Information given below:

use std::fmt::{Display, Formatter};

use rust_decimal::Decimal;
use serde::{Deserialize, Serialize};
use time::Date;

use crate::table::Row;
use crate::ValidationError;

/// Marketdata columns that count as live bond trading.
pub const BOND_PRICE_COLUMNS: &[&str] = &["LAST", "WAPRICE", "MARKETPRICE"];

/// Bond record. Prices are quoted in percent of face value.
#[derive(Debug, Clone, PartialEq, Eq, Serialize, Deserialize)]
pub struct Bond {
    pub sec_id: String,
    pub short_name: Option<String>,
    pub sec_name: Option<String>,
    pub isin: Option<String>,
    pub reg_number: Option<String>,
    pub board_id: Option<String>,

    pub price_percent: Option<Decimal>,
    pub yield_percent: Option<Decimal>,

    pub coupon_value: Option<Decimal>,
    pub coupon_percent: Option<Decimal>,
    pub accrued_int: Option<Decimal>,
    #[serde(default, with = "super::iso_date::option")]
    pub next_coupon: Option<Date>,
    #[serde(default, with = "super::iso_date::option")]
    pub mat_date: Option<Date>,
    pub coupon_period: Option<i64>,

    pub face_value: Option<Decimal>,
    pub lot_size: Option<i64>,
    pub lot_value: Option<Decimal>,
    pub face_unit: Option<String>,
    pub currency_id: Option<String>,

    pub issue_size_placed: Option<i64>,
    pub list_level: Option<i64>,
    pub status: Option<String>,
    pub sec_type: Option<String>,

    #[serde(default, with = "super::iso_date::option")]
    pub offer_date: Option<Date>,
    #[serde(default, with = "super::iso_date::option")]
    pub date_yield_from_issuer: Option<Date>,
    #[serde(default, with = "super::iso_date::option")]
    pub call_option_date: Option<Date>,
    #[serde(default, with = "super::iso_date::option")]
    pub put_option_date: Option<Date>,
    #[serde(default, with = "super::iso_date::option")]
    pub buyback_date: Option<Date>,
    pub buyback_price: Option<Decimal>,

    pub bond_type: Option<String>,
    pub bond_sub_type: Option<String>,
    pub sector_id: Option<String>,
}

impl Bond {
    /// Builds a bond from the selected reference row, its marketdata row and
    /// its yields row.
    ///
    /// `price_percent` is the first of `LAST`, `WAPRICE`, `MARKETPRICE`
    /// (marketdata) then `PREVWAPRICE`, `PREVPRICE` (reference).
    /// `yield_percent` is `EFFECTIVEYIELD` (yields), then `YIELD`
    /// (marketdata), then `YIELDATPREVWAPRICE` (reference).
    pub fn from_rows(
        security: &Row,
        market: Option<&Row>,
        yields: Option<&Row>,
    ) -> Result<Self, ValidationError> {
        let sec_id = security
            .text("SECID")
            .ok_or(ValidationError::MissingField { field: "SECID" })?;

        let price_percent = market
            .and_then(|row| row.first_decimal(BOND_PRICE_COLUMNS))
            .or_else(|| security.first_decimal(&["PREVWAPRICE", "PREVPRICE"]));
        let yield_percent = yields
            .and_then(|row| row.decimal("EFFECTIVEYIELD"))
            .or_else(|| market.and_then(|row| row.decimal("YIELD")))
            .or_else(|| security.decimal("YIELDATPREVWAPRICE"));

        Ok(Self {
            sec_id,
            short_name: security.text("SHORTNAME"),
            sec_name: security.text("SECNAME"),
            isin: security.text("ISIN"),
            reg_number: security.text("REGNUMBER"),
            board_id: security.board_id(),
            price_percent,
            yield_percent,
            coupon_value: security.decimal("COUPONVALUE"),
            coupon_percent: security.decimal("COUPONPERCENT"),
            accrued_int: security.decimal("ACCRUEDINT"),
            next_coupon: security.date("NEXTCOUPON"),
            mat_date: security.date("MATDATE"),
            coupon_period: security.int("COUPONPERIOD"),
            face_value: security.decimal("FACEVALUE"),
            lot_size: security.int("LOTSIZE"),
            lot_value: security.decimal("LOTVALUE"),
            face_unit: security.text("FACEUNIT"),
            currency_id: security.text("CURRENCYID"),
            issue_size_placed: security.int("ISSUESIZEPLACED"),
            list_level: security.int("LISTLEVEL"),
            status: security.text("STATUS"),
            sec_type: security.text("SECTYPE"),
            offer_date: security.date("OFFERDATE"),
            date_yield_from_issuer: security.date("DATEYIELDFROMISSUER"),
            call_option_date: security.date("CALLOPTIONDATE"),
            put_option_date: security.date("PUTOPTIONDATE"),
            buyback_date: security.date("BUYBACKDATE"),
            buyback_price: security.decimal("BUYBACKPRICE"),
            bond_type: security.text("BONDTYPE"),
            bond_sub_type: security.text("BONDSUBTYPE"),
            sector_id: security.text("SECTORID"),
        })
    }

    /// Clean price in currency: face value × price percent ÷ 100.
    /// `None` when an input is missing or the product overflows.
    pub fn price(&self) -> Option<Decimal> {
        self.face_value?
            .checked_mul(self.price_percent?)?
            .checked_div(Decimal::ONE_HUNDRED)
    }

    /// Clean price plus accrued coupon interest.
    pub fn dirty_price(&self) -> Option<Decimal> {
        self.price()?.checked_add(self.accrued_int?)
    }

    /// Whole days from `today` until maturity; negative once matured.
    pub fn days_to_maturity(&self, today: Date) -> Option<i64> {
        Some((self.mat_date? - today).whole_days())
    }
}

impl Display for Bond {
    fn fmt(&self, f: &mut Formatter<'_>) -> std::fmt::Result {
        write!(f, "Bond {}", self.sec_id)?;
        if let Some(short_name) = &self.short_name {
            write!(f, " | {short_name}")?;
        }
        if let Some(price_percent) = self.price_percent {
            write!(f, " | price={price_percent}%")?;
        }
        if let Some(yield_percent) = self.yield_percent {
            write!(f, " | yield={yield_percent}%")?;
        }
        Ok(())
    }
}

End of Information given.

* Goal of the exercise *
Every line of the entries that includes "Serialize" must be copied into the answer.

* Solution *
use serde::{Deserialize, Serialize};
#[derive(Debug, Clone, PartialEq, Eq, Serialize, Deserialize)]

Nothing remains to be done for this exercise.